Pick up some tips for choosing the best inverter for your circumstances.

Footnotes

  1. But also apply the “trust, but verify” approach if German manufacturing is claimed – more unscrupulous players aren’t above telling flat out porkies.
About Michael Bloch

Michael caught the solar power bug after purchasing components to cobble together a small off-grid PV system in 2008. He's been reporting on Australian and international solar energy news ever since.

Comments

  1. George Kaplan says

    Not mentioned in this article is whether buyers can ethically support buying Chinese made products. Probably not an issue SQ want to get into, but it matters to some people.

    • Ray Meeuwisse says

      I would like to know how much of SMA’s manufacturing has returned to KASTLE in Germany, ??? I know Covid has stopped a lot of the move back to Germany, and I will also state, I have seen and been on the receiving end of failed SMA inverters, probably still being manufactured in China.

      I have actually stopped using the product, as their failure rate is way too high, and they have gone from number one inverter manufacturer, in the world, to way down the list for my liking. I find the best way to avoid this type of problem, is cease using the product. I think SMA, have lost a lot of the market share, and this is their own fault.

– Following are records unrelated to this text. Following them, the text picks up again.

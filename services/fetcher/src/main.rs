use std::sync::Arc;
use std::time::Duration;

use anyhow::{Context, Result};
use mediacache::MediaStore;
use tokio_util::sync::CancellationToken;
use tracing::{info, warn};

use fetcher::config::AppConfig;
use fetcher::delivery::ChatClient;
use fetcher::notify::ReleaseNotifier;
use fetcher::orchestrator::Orchestrator;
use fetcher::routes_jobs::router;
use fetcher::state::AppState;
use fetcher::telegram::TelegramClient;
use fetcher::worker_loop::run_worker_loop;

#[tokio::main]
async fn main() -> Result<()> {
    dotenvy::dotenv().ok();

    tracing_subscriber::fmt()
        .with_env_filter(tracing_subscriber::EnvFilter::from_default_env())
        .init();

    let cfg = AppConfig::from_env()?;

    // --- SQLite (cache + history) ---
    let store = MediaStore::open(&cfg.database_path)
        .await
        .with_context(|| format!("Failed to open database at {}", cfg.database_path.display()))?;
    store.ping().await.context("Database ping failed")?;
    info!(path=%cfg.database_path.display(), "database: ok");

    tokio::fs::create_dir_all(&cfg.pipeline.download_dir)
        .await
        .context("Failed to create download directory")?;

    // --- Chat platform, connected lazily on first use ---
    let telegram = Arc::new(TelegramClient::new(cfg.telegram_api_url.clone(), cfg.bot_token.clone()));
    if cfg.pipeline.backup_channel.is_none() {
        warn!("BACKUP_CHANNEL_ID not set: archiving and cache population disabled");
    }
    let chat: Arc<dyn ChatClient> = telegram;

    let cache = store.cache(chrono::Duration::days(cfg.cache_retention_days));
    let history = store.history(cfg.history_limit);
    let notifier = ReleaseNotifier::new(cfg.release_webhook_url.clone(), cfg.api_secret.clone());
    let orchestrator = Orchestrator::new(
        cfg.pipeline.clone(),
        cache,
        history.clone(),
        chat,
        notifier,
        cfg.queue_capacity,
    )?;

    let shutdown = CancellationToken::new();
    let worker = tokio::spawn(run_worker_loop(orchestrator.clone(), shutdown.clone()));

    let app_state = Arc::new(AppState::new(orchestrator, store, history, cfg.api_secret.clone()));
    let app = router(app_state);

    let addr = &cfg.bind_addr;
    let listener = tokio::net::TcpListener::bind(addr)
        .await
        .with_context(|| format!("Failed to bind {addr}"))?;
    println!("fetcher listening on http://{addr}");

    let stop = shutdown.clone();
    axum::serve(listener, app)
        .with_graceful_shutdown(async move {
            let _ = tokio::signal::ctrl_c().await;
            stop.cancel();
        })
        .await
        .context("HTTP server failed")?;

    shutdown.cancel();
    // A job mid-transfer is not waited on for long.
    let _ = tokio::time::timeout(Duration::from_secs(5), worker).await;
    info!("fetcher: stopped");
    Ok(())
}
use serde::{Deserialize, Serialize};

/// Coarse source category used to pick a download strategy.
#[derive(Debug, Clone, Copy, PartialEq, Eq, Hash, Serialize, Deserialize)]
#[serde(rename_all = "snake_case")]
pub enum SourceKind {
    VideoPlatform,
    AudioPlatform,
    Direct,
}

impl SourceKind {
    pub fn as_str(&self) -> &'static str {
        match self {
            SourceKind::VideoPlatform => "video_platform",
            SourceKind::AudioPlatform => "audio_platform",
            SourceKind::Direct => "direct",
        }
    }

    /// Whether the source needs the external extraction tool.
    pub fn needs_extractor(&self) -> bool {
        !matches!(self, SourceKind::Direct)
    }
}

/// A host pattern.
///
/// `example.com` matches the domain and any of its subdomains.
/// `example.*` matches any host carrying an `example` label followed by at
/// least one more label, whatever the TLD.
#[derive(Debug, Clone, PartialEq, Eq)]
pub enum HostRule {
    Suffix(String),
    AnyTld(String),
}

impl HostRule {
    pub fn parse(pattern: &str) -> Option<Self> {
        let p = pattern.trim().trim_matches('.').to_ascii_lowercase();
        if p.is_empty() {
            return None;
        }
        match p.strip_suffix(".*") {
            Some(label) if !label.is_empty() && !label.contains('.') => {
                Some(HostRule::AnyTld(label.to_string()))
            }
            Some(_) => None,
            None => Some(HostRule::Suffix(p)),
        }
    }

    pub fn matches(&self, host: &str) -> bool {
        let host = host.trim_end_matches('.').to_ascii_lowercase();
        match self {
            HostRule::Suffix(domain) => {
                host == *domain
                    || (host.len() > domain.len()
                        && host.ends_with(domain.as_str())
                        && host.as_bytes()[host.len() - domain.len() - 1] == b'.')
            }
            HostRule::AnyTld(label) => {
                let labels: Vec<&str> = host.split('.').collect();
                labels.len() >= 2 && labels[..labels.len() - 1].iter().any(|l| l == label)
            }
        }
    }
}

/// Parse a comma separated list of host patterns, skipping blanks and junk.
pub fn parse_rules(csv: &str) -> Vec<HostRule> {
    csv.split(',').filter_map(HostRule::parse).collect()
}

/// Per-domain normalization and classification policy.
#[derive(Debug, Clone)]
pub struct LinkPolicy {
    /// Hosts whose query string is part of the resource identity.
    pub query_preserving: Vec<HostRule>,
    pub video_platforms: Vec<HostRule>,
    pub audio_platforms: Vec<HostRule>,
}

impl Default for LinkPolicy {
    fn default() -> Self {
        Self {
            query_preserving: parse_rules("pornhub.*,xvideos.*,xnxx.*"),
            video_platforms: parse_rules("youtube.com,youtu.be,pornhub.*,xvideos.*,xnxx.*"),
            audio_platforms: parse_rules("soundcloud.com,deezer.com"),
        }
    }
}

impl LinkPolicy {
    pub fn with_query_preserving(mut self, rules: Vec<HostRule>) -> Self {
        self.query_preserving = rules;
        self
    }

    pub fn preserves_query(&self, host: &str) -> bool {
        self.query_preserving.iter().any(|r| r.matches(host))
    }

    pub fn kind_for_host(&self, host: &str) -> SourceKind {
        if self.video_platforms.iter().any(|r| r.matches(host)) {
            SourceKind::VideoPlatform
        } else if self.audio_platforms.iter().any(|r| r.matches(host)) {
            SourceKind::AudioPlatform
        } else {
            SourceKind::Direct
        }
    }
}

#[cfg(test)]
mod tests {
    use super::*;

    #[test]
    fn suffix_rule_matches_subdomains_only_on_label_boundary() {
        let rule = HostRule::parse("youtube.com").unwrap();
        assert!(rule.matches("youtube.com"));
        assert!(rule.matches("www.youtube.com"));
        assert!(rule.matches("M.YouTube.com"));
        assert!(!rule.matches("notyoutube.com"));
        assert!(!rule.matches("youtube.com.evil.net"));
    }

    #[test]
    fn any_tld_rule() {
        let rule = HostRule::parse("pornhub.*").unwrap();
        assert!(rule.matches("www.pornhub.com"));
        assert!(rule.matches("pornhub.org"));
        assert!(!rule.matches("pornhub"));
        assert!(!rule.matches("mypornhub.com"));
    }

    #[test]
    fn parse_rules_skips_junk() {
        let rules = parse_rules(" a.com, ,b.*, .*, c.d.*");
        assert_eq!(
            rules,
            vec![HostRule::Suffix("a.com".into()), HostRule::AnyTld("b".into())]
        );
    }

    #[test]
    fn default_policy_kinds() {
        let p = LinkPolicy::default();
        assert_eq!(p.kind_for_host("youtu.be"), SourceKind::VideoPlatform);
        assert_eq!(p.kind_for_host("soundcloud.com"), SourceKind::AudioPlatform);
        assert_eq!(p.kind_for_host("example.com"), SourceKind::Direct);
    }
}
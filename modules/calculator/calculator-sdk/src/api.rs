//! Calculator API trait and types
//!
//! Contract trait and types for the calculator service.

use std::fmt;

/// Calculator API trait
///
/// Two pure integer operations. Calls are synchronous and hold no state
/// between invocations, so implementations are freely shareable behind `Arc`.
pub trait CalculatorClientV1: Send + Sync {
    /// Add two numbers and return the sum.
    ///
    /// # Errors
    /// Returns [`CalculatorError::Overflow`] when the sum does not fit in `i64`
    /// and the implementation is configured to report overflow.
    fn add(&self, a: i64, b: i64) -> Result<i64, CalculatorError>;

    /// Multiply two numbers and return the product.
    ///
    /// # Errors
    /// Returns [`CalculatorError::Overflow`] when the product does not fit in
    /// `i64` and the implementation is configured to report overflow.
    fn multiply(&self, a: i64, b: i64) -> Result<i64, CalculatorError>;
}

/// Arithmetic operation performed by the calculator.
#[derive(Debug, Clone, Copy, PartialEq, Eq, Hash)]
pub enum Operation {
    Add,
    Multiply,
}

impl Operation {
    /// Infix operator symbol.
    #[must_use]
    pub const fn symbol(self) -> char {
        match self {
            Self::Add => '+',
            Self::Multiply => '*',
        }
    }

    /// Lowercase operation name, as used in logs and on the command line.
    #[must_use]
    pub const fn as_str(self) -> &'static str {
        match self {
            Self::Add => "add",
            Self::Multiply => "multiply",
        }
    }
}

impl fmt::Display for Operation {
    fn fmt(&self, f: &mut fmt::Formatter<'_>) -> fmt::Result {
        f.write_str(self.as_str())
    }
}

/// Error type for Calculator operations
#[derive(thiserror::Error, Debug, Clone, PartialEq, Eq)]
pub enum CalculatorError {
    #[error("integer overflow: {a} {sym} {b}", sym = .op.symbol())]
    Overflow { op: Operation, a: i64, b: i64 },
}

      Not only that, their pricing never dropped, even when they were manufacturing in China, they were charging top dollar, for a shit product. My list of inverters to be able to use is growing shorter by the day. But if you want to avoid going back to a job, because of failed products, its just better to leave them sitting at the warehouse, of the selling wholesalers.

      • George Kaplan says

        Interesting you mention SMA. I actually have an SMA – hopefully German made rather than Chinese, but the Australian support has been frustratingly slow. I had a couple of data glitches earlier this year which mean my Sunny Portal info is partially corrupted. I’m still waiting for it all to be resolved.

  2. Ray Meeuwisse says

    Good luck with SMA, I have been finding them very difficult to deal with, and due to the amount of failures that I have had, I find the easiest way to deal with this problem, is stop purchasing and installing their products, which is what I have done.

    I honestly feel that SMA, have lost their way, and their huge market share, that they once had, has now disappeared. To go from number 1 in the world of solar inverters, to way down the list, speaks volumes in my opinion.